Emaar Properties is understood to be working on refurbishments of three of its Downtown Dubai properties, including The Address and The Palace following the recent upgrade of its Qamardeen Hotel to Vida and the refurbishment of Manzil.
Moreover, Jumeirah Group is planning a refurbishment of one of the flagship restaurants at its signature Burj Al Arab hotel and has appointed Dutco Styles and Wood to oversee the project.
Emaar Properties and Jumeirah Group did not respond to requests for comment.
Adam Prowting, the new general manager for Dutco Styles and Wood, said he was prevented by confidentiality agreements from discussing the Burj Al Arab project, but said that “the majority” of the work being carried out by his 130-employee company was in the hospitality sectors.
“Hospitality has been the leading sector for the last couple of years,” said Mr Prowting, adding that the bulk of its work has been refurbishing rather than fitting out new hotels.
“And we believe there are a lot more refurbs to come as well.”
Mr Prowting said that internal research carried out by Ducto Styles and Wood has identified 60 major refurbishment prospects due to come on to the market. It is targeting a turnover of Dh150 million next year on the back of such opportunities.

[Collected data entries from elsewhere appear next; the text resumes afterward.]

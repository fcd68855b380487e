#![cfg(target_os = "linux")]

use capability_util::{have_capability, CapabilityId, CapabilityQueryResult};
use caps::{CapSet, Capability};
use simplelog::{Config, LevelFilter, TestLogger};

fn init_logger() {
    let _ = TestLogger::init(LevelFilter::Trace, Config::default());
}

fn oracle(cap: CapabilityId) -> Capability {
    match cap {
        CapabilityId::ChangeOwnership => Capability::CAP_CHOWN,
        CapabilityId::OverrideAccessControl => Capability::CAP_DAC_OVERRIDE,
        CapabilityId::OverrideOwnership => Capability::CAP_FOWNER,
        CapabilityId::Kill => Capability::CAP_KILL,
        CapabilityId::SetGroupId => Capability::CAP_SETGID,
        CapabilityId::SetUserId => Capability::CAP_SETUID,
        CapabilityId::BindPrivilegedPort => Capability::CAP_NET_BIND_SERVICE,
        CapabilityId::NetworkAdmin => Capability::CAP_NET_ADMIN,
        CapabilityId::RawSocket => Capability::CAP_NET_RAW,
        CapabilityId::LockMemory => Capability::CAP_IPC_LOCK,
        CapabilityId::ChangeRoot => Capability::CAP_SYS_CHROOT,
        CapabilityId::TraceProcess => Capability::CAP_SYS_PTRACE,
        CapabilityId::SystemAdmin => Capability::CAP_SYS_ADMIN,
        CapabilityId::RaiseSchedulingPriority => Capability::CAP_SYS_NICE,
        CapabilityId::OverrideResourceLimits => Capability::CAP_SYS_RESOURCE,
        CapabilityId::SetSystemTime => Capability::CAP_SYS_TIME,
        CapabilityId::MakeNode => Capability::CAP_MKNOD,
    }
}

#[test]
fn mapping_matches_kernel_numbering() {
    use capability_util::{ActiveBackend, CapabilityBackend};
    for cap in CapabilityId::ALL {
        assert_eq!(ActiveBackend::native(*cap), oracle(*cap).index(), "{cap}");
    }
}

#[test]
fn agrees_with_effective_set_reported_by_caps() {
    init_logger();
    for cap in CapabilityId::ALL {
        let expected = caps::has_cap(None, CapSet::Effective, oracle(*cap)).unwrap();
        assert_eq!(have_capability(*cap).into_result(), Ok(expected), "{cap}");
    }
}

#[test]
fn repeated_queries_agree() {
    init_logger();
    for cap in CapabilityId::ALL {
        let first = have_capability(*cap);
        let second = have_capability(*cap);
        assert!(!first.is_failed(), "{cap}: {first:?}");
        assert_eq!(first, second, "{cap}");
    }
}

#[test]
fn dropping_on_one_thread_does_not_leak_to_another() {
    init_logger();
    let before = have_capability(CapabilityId::TraceProcess);
    std::thread::spawn(|| {
        caps::drop(None, CapSet::Effective, Capability::CAP_SYS_PTRACE).unwrap();
        assert_eq!(
            have_capability(CapabilityId::TraceProcess),
            CapabilityQueryResult::NotHeld
        );
    })
    .join()
    .unwrap();
    assert_eq!(have_capability(CapabilityId::TraceProcess), before);
}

He said that hotels typically have a shelf life of six or seven years before they need to be fitted out again. Given that many of Dubai’s existing hotels were completed in the run-up to the 2008 financial crisis, many are overdue a facelift.

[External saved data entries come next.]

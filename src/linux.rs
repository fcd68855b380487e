//! POSIX capability backend.
//!
//! Answers from the calling thread's effective capability set as reported by
//! `capget(2)`. Capability sets are per thread, so a thread that drops a
//! capability only changes its own answers.

mod capget;

use nix::errno::Errno;

pub use capget::CapabilitySets;

use crate::{CapabilityBackend, CapabilityId, QueryError};

const CAP_CHOWN: u8 = 0;
const CAP_DAC_OVERRIDE: u8 = 1;
const CAP_FOWNER: u8 = 3;
const CAP_KILL: u8 = 5;
const CAP_SETGID: u8 = 6;
const CAP_SETUID: u8 = 7;
const CAP_NET_BIND_SERVICE: u8 = 10;
const CAP_NET_ADMIN: u8 = 12;
const CAP_NET_RAW: u8 = 13;
const CAP_IPC_LOCK: u8 = 14;
const CAP_SYS_CHROOT: u8 = 18;
const CAP_SYS_PTRACE: u8 = 19;
const CAP_SYS_ADMIN: u8 = 21;
const CAP_SYS_NICE: u8 = 23;
const CAP_SYS_RESOURCE: u8 = 24;
const CAP_SYS_TIME: u8 = 25;
const CAP_MKNOD: u8 = 27;

#[derive(Debug, Clone, Copy, PartialEq, Eq, thiserror::Error)]
pub enum CapgetError {
    #[error("Not allowed to read own capabilities ({0})")]
    PermissionDenied(Errno),
    #[error("Kernel does not implement capget")]
    Unsupported,
    #[error("Kernel rejected capability version, prefers {preferred:#x}")]
    UnsupportedVersion { preferred: u32 },
    #[error("Capability bit {0} is outside the capability mask")]
    BitOutOfRange(u8),
    #[error("Unexpected OS error {0}")]
    Os(Errno),
}

impl CapgetError {
    /// `version` is the header version after the failed call; the kernel
    /// overwrites it with its preferred version when it rejects ours.
    fn from_errno(err: Errno, version: u32) -> Self {
        match err {
            Errno::EPERM | Errno::EACCES => CapgetError::PermissionDenied(err),
            Errno::ENOSYS => CapgetError::Unsupported,
            Errno::EINVAL if version != capget::LINUX_CAPABILITY_VERSION_3 => {
                CapgetError::UnsupportedVersion { preferred: version }
            }
            err => CapgetError::Os(err),
        }
    }
}

/// Backend reading the effective set of the calling thread.
#[derive(Debug)]
pub struct PosixCapabilities;

impl CapabilityBackend for PosixCapabilities {
    /// `CAP_*` bit position.
    type Native = u8;

    fn native(cap: CapabilityId) -> u8 {
        match cap {
            CapabilityId::ChangeOwnership => CAP_CHOWN,
            CapabilityId::OverrideAccessControl => CAP_DAC_OVERRIDE,
            CapabilityId::OverrideOwnership => CAP_FOWNER,
            CapabilityId::Kill => CAP_KILL,
            CapabilityId::SetGroupId => CAP_SETGID,
            CapabilityId::SetUserId => CAP_SETUID,
            CapabilityId::BindPrivilegedPort => CAP_NET_BIND_SERVICE,
            CapabilityId::NetworkAdmin => CAP_NET_ADMIN,
            CapabilityId::RawSocket => CAP_NET_RAW,
            CapabilityId::LockMemory => CAP_IPC_LOCK,
            CapabilityId::ChangeRoot => CAP_SYS_CHROOT,
            CapabilityId::TraceProcess => CAP_SYS_PTRACE,
            CapabilityId::SystemAdmin => CAP_SYS_ADMIN,
            CapabilityId::RaiseSchedulingPriority => CAP_SYS_NICE,
            CapabilityId::OverrideResourceLimits => CAP_SYS_RESOURCE,
            CapabilityId::SetSystemTime => CAP_SYS_TIME,
            CapabilityId::MakeNode => CAP_MKNOD,
        }
    }

    fn query(cap: CapabilityId) -> Result<bool, QueryError> {
        let bit = Self::native(cap);
        log::trace!("Query {cap} as capability bit {bit}");
        let held = CapabilitySets::current()
            .and_then(|sets| sets.is_effective(bit))
            .inspect_err(|e| log::debug!("Unable to query {cap}: {e}"))?;
        Ok(held)
    }
}

#[cfg(feature = "userns")]
#[derive(Debug, thiserror::Error)]
pub enum UserNamespaceProbeError {
    #[error("Failed to fork probe process {0}")]
    Fork(Errno),
    #[error("Failed to wait for probe process {0}")]
    Wait(Errno),
    #[error("Probe process ended unexpectedly: {0:?}")]
    UnexpectedStatus(nix::sys::wait::WaitStatus),
}

/// Reports whether this process could create a new user namespace.
///
/// The attempt happens in a forked child, so the caller's namespaces and
/// credentials stay as they are.
#[cfg(feature = "userns")]
pub fn can_create_user_namespace() -> Result<bool, UserNamespaceProbeError> {
    use nix::{
        sched::{unshare, CloneFlags},
        sys::wait::{waitpid, WaitStatus},
        unistd::{fork, ForkResult},
    };

    const CREATED: libc::c_int = 0;
    const REFUSED: libc::c_int = 1;
    const FAILED: libc::c_int = 2;

    match unsafe { fork() }.map_err(UserNamespaceProbeError::Fork)? {
        ForkResult::Child => {
            let code = match unshare(CloneFlags::CLONE_NEWUSER) {
                Ok(()) => CREATED,
                Err(Errno::EPERM | Errno::EUSERS | Errno::ENOSPC | Errno::EINVAL) => REFUSED,
                Err(_) => FAILED,
            };
            unsafe { libc::_exit(code) }
        }
        ForkResult::Parent { child } => {
            let status = waitpid(child, None).map_err(UserNamespaceProbeError::Wait)?;
            log::debug!("User namespace probe {child} finished with {status:?}");
            match status {
                WaitStatus::Exited(_, CREATED) => Ok(true),
                WaitStatus::Exited(_, REFUSED) => Ok(false),
                status => Err(UserNamespaceProbeError::UnexpectedStatus(status)),
            }
        }
    }
}
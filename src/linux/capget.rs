use getset::CopyGetters;
use nix::errno::Errno;

use super::CapgetError;

pub(super) const LINUX_CAPABILITY_VERSION_3: u32 = 0x2008_0522;
const LINUX_CAPABILITY_U32S_3: usize = 2;

#[repr(C)]
struct CapUserHeader {
    version: u32,
    pid: libc::c_int,
}

#[repr(C)]
#[derive(Debug, Default, Clone, Copy)]
pub(crate) struct CapUserData {
    pub(crate) effective: u32,
    pub(crate) permitted: u32,
    pub(crate) inheritable: u32,
}

/// Capability sets of a thread, each decoded into one 64 bit mask indexed by
/// `CAP_*` number.
#[derive(Debug, Clone, Copy, PartialEq, Eq, CopyGetters)]
#[getset(get_copy = "pub")]
pub struct CapabilitySets {
    effective: u64,
    permitted: u64,
    inheritable: u64,
}

impl CapabilitySets {
    /// Reads the sets of the calling thread.
    pub fn current() -> Result<Self, CapgetError> {
        let mut header = CapUserHeader {
            version: LINUX_CAPABILITY_VERSION_3,
            pid: 0,
        };
        let mut data = [CapUserData::default(); LINUX_CAPABILITY_U32S_3];
        let res = unsafe {
            libc::syscall(
                libc::SYS_capget,
                &mut header as *mut CapUserHeader,
                data.as_mut_ptr(),
            )
        };
        if res == -1 {
            return Err(CapgetError::from_errno(Errno::last(), header.version));
        }
        Ok(Self::from_raw(&data))
    }

    pub(crate) fn from_raw(data: &[CapUserData; LINUX_CAPABILITY_U32S_3]) -> Self {
        let [low, high] = data;
        let join = |lo: u32, hi: u32| u64::from(lo) | (u64::from(hi) << 32);
        Self {
            effective: join(low.effective, high.effective),
            permitted: join(low.permitted, high.permitted),
            inheritable: join(low.inheritable, high.inheritable),
        }
    }

    pub fn is_effective(&self, bit: u8) -> Result<bool, CapgetError> {
        let mask = 1u64
            .checked_shl(u32::from(bit))
            .ok_or(CapgetError::BitOutOfRange(bit))?;
        Ok(self.effective & mask != 0)
    }
}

“The recession slowed things down [but] we believe we’re coming out of that and there’s going to be a lot more competition in years to come.
“There’s a need for it. A lot of venues are becoming outdated.”

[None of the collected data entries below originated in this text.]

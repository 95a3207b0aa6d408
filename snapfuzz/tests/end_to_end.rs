//! Black-box coordinator tests: a real TCP loopback connection, a mock
//! worker driven directly from the test thread, and the coordinator's own
//! event loop running as it would in production.

use std::net::TcpStream;
use std::path::PathBuf;
use std::thread;

use snapfuzz::coordinator;
use snapfuzz_core::options::TraceType;
use snapfuzz_core::proto::{read_frame, write_frame, ResultMessage, TestcaseMessage};
use snapfuzz_core::{CoverageSet, MutatorKind, Options, Verdict};

fn base_options(outputs: PathBuf, crashes: PathBuf, runs: u64) -> Options {
    Options {
        inputs_path: PathBuf::new(),
        outputs_path: outputs,
        crashes_path: crashes,
        address: "127.0.0.1:0".to_string(),
        seed: 1,
        runs,
        testcase_buffer_max_size: 64,
        target_name: "dummy".to_string(),
        base_trace_path: None,
        trace_type: TraceType::None,
        mutator_kind: MutatorKind::Libfuzzer,
        mutate_depth: 5,
        honggfuzz_mutations_per_run: 5,
        log_path: PathBuf::new(),
    }
}

/// Picks an available loopback port by briefly binding to port 0, then
/// reuses that address for the coordinator; good enough for a test that
/// doesn't race other listeners on the same machine.
fn free_loopback_address() -> String {
    let listener = std::net::TcpListener::bind("127.0.0.1:0").unwrap();
    let addr = listener.local_addr().unwrap();
    drop(listener);
    addr.to_string()
}

#[test]
fn one_run_with_novel_coverage_is_persisted_to_outputs() {
    let outputs = tempfile::tempdir().unwrap();
    let crashes = tempfile::tempdir().unwrap();
    let mut opts = base_options(outputs.path().to_path_buf(), crashes.path().to_path_buf(), 1);
    opts.address = free_loopback_address();
    let address = opts.address.clone();

    let coordinator_thread = thread::spawn(move || coordinator::run(&opts));

    // Give the coordinator a moment to bind before the worker connects.
    let mut client = connect_with_retry(&address);

    let testcase: TestcaseMessage = read_frame(&mut client).unwrap();
    let mut coverage = CoverageSet::default();
    coverage.insert(0x1234);
    write_frame(
        &mut client,
        &ResultMessage {
            bytes: testcase.bytes.clone(),
            coverage,
            verdict: Verdict::Ok,
        },
    )
    .unwrap();

    coordinator_thread.join().unwrap().unwrap();

    let entries: Vec<_> = std::fs::read_dir(outputs.path()).unwrap().collect();
    assert_eq!(entries.len(), 1);
}

#[test]
fn named_crash_is_persisted_under_crashes_directory() {
    let outputs = tempfile::tempdir().unwrap();
    let crashes = tempfile::tempdir().unwrap();
    let mut opts = base_options(outputs.path().to_path_buf(), crashes.path().to_path_buf(), 1);
    opts.address = free_loopback_address();
    let address = opts.address.clone();

    let coordinator_thread = thread::spawn(move || coordinator::run(&opts));
    let mut client = connect_with_retry(&address);

    let testcase: TestcaseMessage = read_frame(&mut client).unwrap();
    write_frame(
        &mut client,
        &ResultMessage {
            bytes: testcase.bytes,
            coverage: CoverageSet::default(),
            verdict: Verdict::Crash("bug-1".to_string()),
        },
    )
    .unwrap();

    coordinator_thread.join().unwrap().unwrap();

    assert!(crashes.path().join("bug-1").exists());
}

#[test]
fn malformed_result_disconnects_without_poisoning_the_coordinator() {
    let outputs = tempfile::tempdir().unwrap();
    let crashes = tempfile::tempdir().unwrap();
    let mut opts = base_options(outputs.path().to_path_buf(), crashes.path().to_path_buf(), 1);
    opts.address = free_loopback_address();
    let address = opts.address.clone();

    let coordinator_thread = thread::spawn(move || coordinator::run(&opts));
    let mut client = connect_with_retry(&address);

    // Wait for the testcase to arrive, then reply with garbage instead of a
    // well-formed ResultMessage frame.
    let _testcase: TestcaseMessage = read_frame(&mut client).unwrap();
    use std::io::Write;
    client.write_all(&[1, 2, 3]).unwrap();
    drop(client);

    coordinator_thread.join().unwrap().unwrap();

    assert_eq!(std::fs::read_dir(outputs.path()).unwrap().count(), 0);
}

fn connect_with_retry(address: &str) -> TcpStream {
    for _ in 0..200 {
        if let Ok(stream) = TcpStream::connect(address) {
            return stream;
        }
        thread::sleep(std::time::Duration::from_millis(10));
    }
    panic!("coordinator never started listening on {address}");
}
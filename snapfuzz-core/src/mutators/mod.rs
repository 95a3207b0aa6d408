//! Pluggable mutation engines.
//!
//! The coordinator only ever sees the [`Mutator`] capability trait; the two
//! concrete engines ([`libfuzzer::LibfuzzerMutator`] and
//! [`honggfuzz::HonggfuzzMutator`]) are interchangeable values behind
//! `Box<dyn Mutator>`, selected once at startup by [`MutatorKind`].

pub mod dictionary;
pub mod honggfuzz;
pub mod libfuzzer;
mod ops;

use crate::corpus::Corpus;
use crate::rand::Rand;
use crate::testcase::Testcase;

/// The minimal capability set the coordinator drives a mutation engine
/// through. Mutators never fail: a zero-sized result is legal (and will
/// typically be rejected downstream by the target's `InsertTestcase`).
pub trait Mutator {
    /// Produces one new candidate input, derived from `corpus` and `rand`,
    /// clamped to at most `max_size` bytes.
    fn get_new_testcase(&mut self, corpus: &Corpus, rand: &mut dyn Rand, max_size: usize)
        -> Vec<u8>;

    /// Called by the coordinator whenever `testcase` is accepted into the
    /// corpus for producing novel coverage. Engines use this to set up the
    /// next cross-over partner and to reward the mutators that led here.
    fn on_new_coverage(&mut self, testcase: &Testcase);
}

/// Which mutation engine to instantiate; selected once at startup from
/// configuration, mirroring the target's optional `create_mutator` factory.
#[derive(Debug, Clone, Copy, PartialEq, Eq)]
pub enum MutatorKind {
    /// The libFuzzer-style `MutationDispatcher`.
    Libfuzzer,
    /// The Honggfuzz-style dynamic-file mangler.
    Honggfuzz,
}

impl MutatorKind {
    /// Builds the selected engine, seeded from the same stream the
    /// coordinator threads through corpus selection.
    #[must_use]
    pub fn build(self, mutate_depth: usize, honggfuzz_mutations_per_run: usize) -> Box<dyn Mutator> {
        match self {
            MutatorKind::Libfuzzer => {
                Box::new(libfuzzer::LibfuzzerMutator::new(mutate_depth))
            }
            MutatorKind::Honggfuzz => {
                Box::new(honggfuzz::HonggfuzzMutator::new(honggfuzz_mutations_per_run))
            }
        }
    }
}
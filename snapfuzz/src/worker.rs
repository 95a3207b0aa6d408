//! The worker (client): connects to a coordinator, loads a snapshot, and
//! drives the execution engine in a plain blocking loop.

use std::net::TcpStream;

use log::{error, info};

use snapfuzz_core::backend::{Backend, CpuState};
use snapfuzz_core::engine::ExecutionEngine;
use snapfuzz_core::proto::{self, ResultMessage, TestcaseMessage};
use snapfuzz_core::{Error, Options, Target};

/// Connects to `opts.address`, initializes `target` against `backend`, then
/// loops: receive testcase → restore → insert → run → send result, until
/// the socket closes or the Backend reports a hard error.
pub fn run(opts: &Options, target: &Target, backend: &mut dyn Backend) -> Result<(), Error> {
    let mut stream = TcpStream::connect(&opts.address)?;
    info!("worker connected to {}", opts.address);

    let mut engine = ExecutionEngine::new(backend, target, opts);
    engine.initialize(&CpuState::new())?;

    loop {
        let request: TestcaseMessage = match proto::try_read_frame(&mut stream)? {
            Some(msg) => msg,
            None => {
                info!("coordinator closed the connection, worker exiting");
                return Ok(());
            }
        };

        let report = match engine.run_iteration(&request.bytes)? {
            Some(report) => report,
            None => {
                // The iteration was dropped before running; the contract
                // says this is never reported to the coordinator, so we
                // still owe it *a* response to keep the protocol's strict
                // one-outstanding-request invariant, just with an empty
                // coverage set and an `Ok` verdict.
                error!("iteration dropped (target rejected input or restore failed)");
                proto::write_frame(
                    &mut stream,
                    &ResultMessage {
                        bytes: request.bytes,
                        coverage: Default::default(),
                        verdict: snapfuzz_core::Verdict::Ok,
                    },
                )?;
                continue;
            }
        };

        proto::write_frame(
            &mut stream,
            &ResultMessage {
                bytes: request.bytes,
                coverage: report.coverage,
                verdict: report.verdict,
            },
        )?;
    }
}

Research from Arcadis in 2013 estimated that 10,000 of Dubai’s hotel rooms will need an upgrade by 2020. Tom Gilmartin, the business development manager at Alec Fit Out, which is part of Al Jaber Group, put the cycle for major refurbishment at seven to 10 years, but added that it is now almost 10 years since the market’s peak in terms of new openings.
“Refurbishments will form a very important part of the market coming up to 2020, as many of the older hotel owners will try to upgrade their assets to ensure they can compete against the newer developments,” he said.
He added that owners plan for refurbishments to take place during the summer period when occupancy rates are lower.
“With this in mind, many clients are planning refurbishments now. Ideally, a contractor should be awarded [a contract] by February to enable engineering and procurement to take place before getting on to site.”
Tarek Ardakani, the director of business development for Bond Interiors, said his company was also heavily involved in bidding for projects, but added that the market is “very competitive” and that margins were thin.
Mr Prowting, who has worked in the UAE for nine years, agrees. “It’s the most competitive since I’ve been here. Margins are going down rather than stabilising or going up.”
Khaled Bitar, the general manager of the Jordan-based fit-out contractor Artline, believes that although the UAE hotels market offers lots of opportunity, the lack of profit means it is not one it is willing to explore.
He was at The Hotel Show in Dubai last week, but was there mainly to meet clients from other parts of the region including Bahrain, Oman and Saudi Arabia, where it has worked on the refit of the Al Faisaliah Hotel.
“Competition for contractors here in Dubai is very tough,” he said. “It’s an expensive country to live in. If my staff were here it would cost me treble what I am paying for them in Jordan. We also would need to be competitive in this market.”